# Exercise requirements
Go over the entries below line by line, copying each one that contains the word "OffsetDateTime".

Input Block Start

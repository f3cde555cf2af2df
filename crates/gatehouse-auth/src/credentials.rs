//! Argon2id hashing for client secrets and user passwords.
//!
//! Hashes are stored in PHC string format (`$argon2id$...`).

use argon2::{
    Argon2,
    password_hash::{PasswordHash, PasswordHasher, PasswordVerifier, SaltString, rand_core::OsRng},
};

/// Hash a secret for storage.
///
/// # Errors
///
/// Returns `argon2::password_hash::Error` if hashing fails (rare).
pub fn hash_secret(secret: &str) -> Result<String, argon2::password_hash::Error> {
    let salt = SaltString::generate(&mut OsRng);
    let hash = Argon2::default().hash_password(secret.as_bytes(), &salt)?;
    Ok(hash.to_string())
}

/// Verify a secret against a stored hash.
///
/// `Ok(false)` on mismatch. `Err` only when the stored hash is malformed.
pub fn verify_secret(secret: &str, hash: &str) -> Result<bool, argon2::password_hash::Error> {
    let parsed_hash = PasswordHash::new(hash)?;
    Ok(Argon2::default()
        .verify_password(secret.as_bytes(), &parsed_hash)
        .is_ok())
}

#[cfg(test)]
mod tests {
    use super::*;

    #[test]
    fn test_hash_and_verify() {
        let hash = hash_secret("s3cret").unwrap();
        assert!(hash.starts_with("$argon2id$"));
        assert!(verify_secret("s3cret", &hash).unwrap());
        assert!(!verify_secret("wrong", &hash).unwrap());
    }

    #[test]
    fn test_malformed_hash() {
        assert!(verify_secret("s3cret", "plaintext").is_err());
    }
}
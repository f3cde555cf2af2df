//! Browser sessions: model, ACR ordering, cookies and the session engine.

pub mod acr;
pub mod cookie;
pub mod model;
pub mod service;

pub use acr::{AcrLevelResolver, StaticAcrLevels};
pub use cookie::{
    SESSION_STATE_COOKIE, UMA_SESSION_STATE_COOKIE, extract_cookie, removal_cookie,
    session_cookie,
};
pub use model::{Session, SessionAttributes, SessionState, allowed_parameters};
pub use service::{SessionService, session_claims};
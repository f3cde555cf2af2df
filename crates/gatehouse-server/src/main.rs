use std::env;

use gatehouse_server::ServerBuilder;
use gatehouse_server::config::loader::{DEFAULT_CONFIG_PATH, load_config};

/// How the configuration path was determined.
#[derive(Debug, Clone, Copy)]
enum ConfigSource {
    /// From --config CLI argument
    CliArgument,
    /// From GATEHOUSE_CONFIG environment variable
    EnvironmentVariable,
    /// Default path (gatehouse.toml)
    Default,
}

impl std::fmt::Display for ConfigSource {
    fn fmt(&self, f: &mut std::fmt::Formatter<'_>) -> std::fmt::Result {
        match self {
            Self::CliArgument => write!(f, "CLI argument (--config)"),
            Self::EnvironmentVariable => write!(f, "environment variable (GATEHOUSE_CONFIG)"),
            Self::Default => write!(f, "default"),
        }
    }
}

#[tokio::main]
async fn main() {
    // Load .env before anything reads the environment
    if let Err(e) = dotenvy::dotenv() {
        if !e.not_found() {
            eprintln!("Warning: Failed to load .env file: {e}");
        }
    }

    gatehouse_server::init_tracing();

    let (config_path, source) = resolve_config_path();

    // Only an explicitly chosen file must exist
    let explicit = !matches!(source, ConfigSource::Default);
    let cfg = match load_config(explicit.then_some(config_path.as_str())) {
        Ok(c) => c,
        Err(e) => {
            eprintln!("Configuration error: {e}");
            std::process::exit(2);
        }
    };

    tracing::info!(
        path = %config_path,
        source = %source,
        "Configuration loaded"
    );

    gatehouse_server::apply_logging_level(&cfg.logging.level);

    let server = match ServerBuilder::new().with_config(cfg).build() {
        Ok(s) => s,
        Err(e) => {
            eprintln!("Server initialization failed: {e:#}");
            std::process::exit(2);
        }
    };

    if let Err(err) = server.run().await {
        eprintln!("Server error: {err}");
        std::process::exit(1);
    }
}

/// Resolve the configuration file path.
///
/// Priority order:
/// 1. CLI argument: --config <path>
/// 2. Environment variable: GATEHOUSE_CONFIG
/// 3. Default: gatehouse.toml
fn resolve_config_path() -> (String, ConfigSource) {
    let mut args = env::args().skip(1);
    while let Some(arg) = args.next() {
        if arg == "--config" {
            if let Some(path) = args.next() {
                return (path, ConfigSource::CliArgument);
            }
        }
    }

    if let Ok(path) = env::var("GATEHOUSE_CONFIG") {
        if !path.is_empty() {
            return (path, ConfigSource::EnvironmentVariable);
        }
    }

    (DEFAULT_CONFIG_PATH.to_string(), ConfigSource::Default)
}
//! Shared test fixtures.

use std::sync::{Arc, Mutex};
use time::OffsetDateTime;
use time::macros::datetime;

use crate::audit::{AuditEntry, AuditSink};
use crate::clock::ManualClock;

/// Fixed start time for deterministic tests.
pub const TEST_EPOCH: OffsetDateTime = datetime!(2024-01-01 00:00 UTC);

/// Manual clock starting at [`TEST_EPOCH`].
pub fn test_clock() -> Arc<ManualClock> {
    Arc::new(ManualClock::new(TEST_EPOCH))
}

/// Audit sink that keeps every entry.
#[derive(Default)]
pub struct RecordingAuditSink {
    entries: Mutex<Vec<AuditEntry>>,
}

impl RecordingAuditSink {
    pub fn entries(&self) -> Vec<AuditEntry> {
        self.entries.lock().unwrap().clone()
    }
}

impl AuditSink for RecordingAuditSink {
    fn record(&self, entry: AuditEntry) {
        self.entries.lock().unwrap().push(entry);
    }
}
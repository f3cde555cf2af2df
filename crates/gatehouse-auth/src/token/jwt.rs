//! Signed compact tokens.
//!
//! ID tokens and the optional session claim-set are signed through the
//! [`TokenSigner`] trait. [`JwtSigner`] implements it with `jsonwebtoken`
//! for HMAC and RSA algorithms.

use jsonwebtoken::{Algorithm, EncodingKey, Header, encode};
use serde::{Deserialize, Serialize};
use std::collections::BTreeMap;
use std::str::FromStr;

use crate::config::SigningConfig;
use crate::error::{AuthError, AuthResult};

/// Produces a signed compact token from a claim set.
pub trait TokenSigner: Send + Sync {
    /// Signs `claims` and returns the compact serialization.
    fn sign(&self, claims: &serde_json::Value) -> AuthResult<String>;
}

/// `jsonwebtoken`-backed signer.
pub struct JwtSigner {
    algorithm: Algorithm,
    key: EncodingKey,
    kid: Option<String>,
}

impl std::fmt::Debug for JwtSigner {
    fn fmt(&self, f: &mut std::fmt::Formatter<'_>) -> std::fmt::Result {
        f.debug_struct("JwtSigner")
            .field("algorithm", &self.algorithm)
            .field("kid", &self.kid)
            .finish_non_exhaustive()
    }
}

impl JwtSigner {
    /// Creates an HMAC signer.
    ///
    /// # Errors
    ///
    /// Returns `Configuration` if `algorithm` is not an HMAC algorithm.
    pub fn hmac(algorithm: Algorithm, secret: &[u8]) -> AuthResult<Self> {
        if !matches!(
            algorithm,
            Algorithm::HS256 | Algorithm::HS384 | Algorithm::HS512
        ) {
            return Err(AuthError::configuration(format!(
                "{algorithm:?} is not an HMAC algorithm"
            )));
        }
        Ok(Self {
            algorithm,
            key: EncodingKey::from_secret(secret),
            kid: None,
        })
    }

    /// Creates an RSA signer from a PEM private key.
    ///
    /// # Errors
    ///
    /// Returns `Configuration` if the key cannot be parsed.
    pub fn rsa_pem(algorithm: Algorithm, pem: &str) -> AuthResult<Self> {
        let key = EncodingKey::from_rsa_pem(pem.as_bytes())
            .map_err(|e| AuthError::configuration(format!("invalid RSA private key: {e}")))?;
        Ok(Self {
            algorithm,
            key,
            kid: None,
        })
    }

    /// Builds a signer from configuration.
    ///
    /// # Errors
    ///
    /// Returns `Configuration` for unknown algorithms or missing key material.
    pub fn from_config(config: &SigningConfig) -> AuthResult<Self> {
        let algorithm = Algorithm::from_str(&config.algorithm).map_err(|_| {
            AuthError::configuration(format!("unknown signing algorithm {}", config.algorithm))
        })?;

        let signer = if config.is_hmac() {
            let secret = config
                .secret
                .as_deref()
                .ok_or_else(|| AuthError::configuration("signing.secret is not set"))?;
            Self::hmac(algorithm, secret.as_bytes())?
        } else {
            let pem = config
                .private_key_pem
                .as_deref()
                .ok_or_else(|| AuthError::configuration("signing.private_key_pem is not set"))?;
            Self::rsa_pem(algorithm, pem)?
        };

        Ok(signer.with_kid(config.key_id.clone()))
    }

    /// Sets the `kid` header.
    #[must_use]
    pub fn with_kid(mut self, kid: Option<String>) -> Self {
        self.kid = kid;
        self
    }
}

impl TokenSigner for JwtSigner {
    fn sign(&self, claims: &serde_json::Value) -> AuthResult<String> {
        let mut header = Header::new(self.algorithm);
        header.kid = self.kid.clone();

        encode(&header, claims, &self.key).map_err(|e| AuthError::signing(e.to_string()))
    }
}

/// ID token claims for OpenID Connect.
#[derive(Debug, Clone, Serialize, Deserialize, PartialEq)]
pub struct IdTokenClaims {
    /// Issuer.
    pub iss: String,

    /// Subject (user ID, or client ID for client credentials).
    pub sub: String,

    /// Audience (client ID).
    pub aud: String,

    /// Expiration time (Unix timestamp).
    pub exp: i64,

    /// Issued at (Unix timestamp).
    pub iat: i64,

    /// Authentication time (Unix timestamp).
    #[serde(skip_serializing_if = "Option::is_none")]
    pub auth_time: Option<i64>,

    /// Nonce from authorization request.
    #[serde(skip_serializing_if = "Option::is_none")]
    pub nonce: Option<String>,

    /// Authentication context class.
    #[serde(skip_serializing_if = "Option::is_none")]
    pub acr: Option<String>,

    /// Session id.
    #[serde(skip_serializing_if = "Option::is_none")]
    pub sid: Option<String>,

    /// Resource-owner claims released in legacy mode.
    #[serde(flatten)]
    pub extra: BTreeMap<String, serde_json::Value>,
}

Input Block End

# Your solution
use time::OffsetDateTime;
pub const TEST_EPOCH: OffsetDateTime = datetime!(2024-01-01 00:00 UTC);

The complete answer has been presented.